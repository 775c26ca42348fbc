use std::collections::BTreeMap;

/// String-keyed tile properties as authored in map content.
pub type PropertyMap = BTreeMap<String, String>;

/// Standard layer ids.
pub mod layer {
    /// Ground layer. Walkability and diggability live here.
    pub const BACK: &str = "Back";
    /// Structures. Any tile here blocks unless marked passable.
    pub const BUILDINGS: &str = "Buildings";
    /// Foreground drawn over actors.
    pub const FRONT: &str = "Front";
    /// Foreground drawn over everything.
    pub const ALWAYS_FRONT: &str = "AlwaysFront";
    /// Invisible authoring layer for spawn markers.
    pub const PATHS: &str = "Paths";

    /// Layers every grid starts with, in draw order.
    pub const STANDARD: [&str; 4] = [BACK, BUILDINGS, FRONT, ALWAYS_FRONT];
}

/// Well-known tile property names.
pub mod name {
    /// Tile can be tilled.
    pub const DIGGABLE: &str = "Diggable";
    /// Explicit walkability override.
    pub const PASSABLE: &str = "Passable";
    /// Blocks non-farmer actors.
    pub const NPC_BARRIER: &str = "NPCBarrier";
    /// Blocks everyone until cleared by a script.
    pub const TEMPORARY_BARRIER: &str = "TemporaryBarrier";
    /// Nothing spawns here. Value is `All`, `Forage`, `Grass` or `Tree`.
    pub const NO_SPAWN: &str = "NoSpawn";
    /// Interaction verb plus arguments.
    pub const ACTION: &str = "Action";
    /// Tile is water.
    pub const WATER: &str = "Water";
    /// Explicit placeability override.
    pub const PLACEABLE: &str = "Placeable";
    /// Tile accepts buildings.
    pub const BUILDABLE: &str = "Buildable";
    /// Tile is a seat.
    pub const SEAT: &str = "Seat";
    /// Building-layer tile that only casts a shadow.
    pub const SHADOW: &str = "Shadow";
    /// Light emitted by this tile, as a radius in tiles.
    pub const LIGHT: &str = "Light";
    /// Ground tile where the day pass may spawn forage and farm debris.
    pub const SPAWNABLE: &str = "Spawnable";
}

/// Parse a boolean property leniently.
///
/// Accepts `T`/`true`/`F`/`false` (case-insensitive). Anything else,
/// including an empty value, is treated as absent.
pub fn parse_flag(raw: &str) -> Option<bool> {
    let trimmed = raw.trim();
    if trimmed.eq_ignore_ascii_case("t") || trimmed.eq_ignore_ascii_case("true") {
        Some(true)
    } else if trimmed.eq_ignore_ascii_case("f") || trimmed.eq_ignore_ascii_case("false") {
        Some(false)
    } else {
        tracing::debug!(value = raw, "malformed_tile_flag");
        None
    }
}

/// Split an `Action` value into its verb and arguments.
pub fn split_action(raw: &str) -> Option<(&str, Vec<&str>)> {
    let mut parts = raw.split_whitespace();
    let verb = parts.next()?;
    Some((verb, parts.collect()))
}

WHAT NEEDS TO BE DONE. Output the lines above exactly, but only those between the line holding "pub const PASSABLE: &str" and the line holding "and farm debris.", inclusive.

RESULT BELOW.
    pub const PASSABLE: &str = "Passable";
    /// Blocks non-farmer actors.
    pub const NPC_BARRIER: &str = "NPCBarrier";
    /// Blocks everyone until cleared by a script.
    pub const TEMPORARY_BARRIER: &str = "TemporaryBarrier";
    /// Nothing spawns here. Value is `All`, `Forage`, `Grass` or `Tree`.
    pub const NO_SPAWN: &str = "NoSpawn";
    /// Interaction verb plus arguments.
    pub const ACTION: &str = "Action";
    /// Tile is water.
    pub const WATER: &str = "Water";
    /// Explicit placeability override.
    pub const PLACEABLE: &str = "Placeable";
    /// Tile accepts buildings.
    pub const BUILDABLE: &str = "Buildable";
    /// Tile is a seat.
    pub const SEAT: &str = "Seat";
    /// Building-layer tile that only casts a shadow.
    pub const SHADOW: &str = "Shadow";
    /// Light emitted by this tile, as a radius in tiles.
    pub const LIGHT: &str = "Light";
    /// Ground tile where the day pass may spawn forage and farm debris.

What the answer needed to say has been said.